Items listed in a dataset:
# # #

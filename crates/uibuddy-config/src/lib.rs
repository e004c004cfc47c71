//! UIBuddy configuration
//!
//! Settings shared by every build: the namespace used for the synthetic markup root,
//! how `url(...)` references are normalised before they reach the resource resolver,
//! and which diagnostics categories are traced. Loaded from `uibuddy.toml`, with
//! environment variables taking precedence.

use serde::{Deserialize, Serialize};
use std::path::Path;

/// Main configuration structure for UIBuddy
#[derive(Debug, Clone, Serialize, Deserialize, Default, PartialEq)]
#[serde(default)]
pub struct UiBuddyConfig {
    /// Markup parsing settings
    pub markup: MarkupConfig,
    /// Resource path settings
    pub resources: ResourceConfig,
    /// Comma separated diagnostics categories (`markup`, `uss`, `attributes`, `all`)
    pub diagnostics: Option<String>,
}

/// Markup configuration
#[derive(Debug, Clone, Serialize, Deserialize, PartialEq)]
#[serde(default)]
pub struct MarkupConfig {
    /// Prefix bound on the synthetic root (`ui` in `<ui:Button/>`)
    pub namespace_prefix: String,
    /// Namespace URI bound to the prefix
    pub namespace_uri: String,
}

/// Resource path configuration
#[derive(Debug, Clone, Serialize, Deserialize, PartialEq)]
#[serde(default)]
pub struct ResourceConfig {
    /// Prefixes removed, in order, from `url(...)` paths
    pub strip_prefixes: Vec<String>,
    /// Drop the file extension from `url(...)` paths
    pub strip_extension: bool,
}

impl Default for MarkupConfig {
    fn default() -> Self {
        Self {
            namespace_prefix: "ui".to_string(),
            namespace_uri: "UnityEngine.UIElements".to_string(),
        }
    }
}

impl Default for ResourceConfig {
    fn default() -> Self {
        Self {
            strip_prefixes: vec!["project://database/".to_string(), "Assets/".to_string()],
            strip_extension: true,
        }
    }
}

impl MarkupConfig {
    /// Opening tag of the synthetic document root.
    pub fn root_open(&self) -> String {
        format!(
            "<{prefix}:UXML xmlns:{prefix}=\"{uri}\">",
            prefix = self.namespace_prefix,
            uri = self.namespace_uri
        )
    }

    /// Closing tag of the synthetic document root.
    pub fn root_close(&self) -> String {
        format!("</{}:UXML>", self.namespace_prefix)
    }
}

impl UiBuddyConfig {
    /// Load configuration from a TOML file
    ///
    /// # Returns
    /// * `Ok(UiBuddyConfig)` - Successfully loaded configuration
    /// * `Err(String)` - Error message if loading failed
    pub fn load_from_file<P: AsRef<Path>>(path: P) -> Result<Self, String> {
        let content = std::fs::read_to_string(path.as_ref())
            .map_err(|e| format!("Failed to read config file: {}", e))?;

        toml::from_str(&content).map_err(|e| format!("Failed to parse config file: {}", e))
    }

    /// Load configuration from `uibuddy.toml` in the current directory,
    /// or return the defaults if the file does not exist
    pub fn load_or_default() -> Self {
        Self::load_from_file("uibuddy.toml").unwrap_or_default()
    }

    /// Merge configuration with environment variables
    ///
    /// Environment variables take precedence over configuration file values.
    pub fn merge_with_env(&mut self) {
        if let Ok(prefix) = std::env::var("UIBUDDY_UI_PREFIX") {
            if !prefix.trim().is_empty() {
                self.markup.namespace_prefix = prefix.trim().to_string();
            }
        }
        if let Ok(uri) = std::env::var("UIBUDDY_UI_NAMESPACE") {
            self.markup.namespace_uri = uri;
        }
        if let Ok(val) = std::env::var("UIBUDDY_STRIP_EXTENSION") {
            self.resources.strip_extension = val == "1" || val.eq_ignore_ascii_case("true");
        }
        if let Ok(diagnostics) = std::env::var("UIBUDDY_DIAGNOSTICS") {
            self.diagnostics = Some(diagnostics);
        }
    }

    /// Load configuration with environment variable overrides
    pub fn load() -> Self {
        let mut config = Self::load_or_default();
        config.merge_with_env();
        config
    }
}
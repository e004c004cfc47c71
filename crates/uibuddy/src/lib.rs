//! UIBuddy: builds typed widget trees from UXML markup and compiles USS
//! declarations into per-element style state.
//!
//! The entry point is [`UiBuilder`]. Recoverable problems (unknown attributes,
//! bad style values, missing resources) are reported through a
//! [`WarningSink`] and never abort a build; only malformed markup, unknown
//! element names and root type mismatches are fatal ([`BuildError`]).
//!
//! ```no_run
//! use uibuddy::UiBuilder;
//!
//! let builder = UiBuilder::new();
//! let root = builder.build(r#"<ui:Button name="ok" text="OK" style="width: 80px"/>"#)?;
//! assert_eq!(root.name(), Some("ok"));
//! # Ok::<(), uibuddy::BuildError>(())
//! ```

pub mod context;
pub mod diagnostics;
pub mod error;
pub mod style;
pub mod tables;
pub mod uss;
pub mod values;
pub mod warnings;
pub mod widget;

mod attributes;
mod builder;

pub use builder::UiBuilder;
pub use context::{
    EnumMember, EnumRegistry, MapResolver, NullResolver, ResolvedResource, ResourceHandle,
    ResourceKind, ResourceResolver, StaticEnumRegistry,
};
pub use error::{BuildError, Grammar, ParseError};
pub use style::StyleState;
pub use tables::StyleProperty;
pub use uibuddy_config::UiBuddyConfig;
pub use warnings::{TracingSink, Warning, WarningLog, WarningSink};
pub use widget::{WidgetKind, WidgetNode, WidgetType};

# # #

> Task brief: Scan the lines above for the word "UXML", then copy each line that has it.

> Result of the exercise:
            "<{prefix}:UXML xmlns:{prefix}=\"{uri}\">",
        format!("</{}:UXML>", self.namespace_prefix)
//! UIBuddy: builds typed widget trees from UXML markup and compiles USS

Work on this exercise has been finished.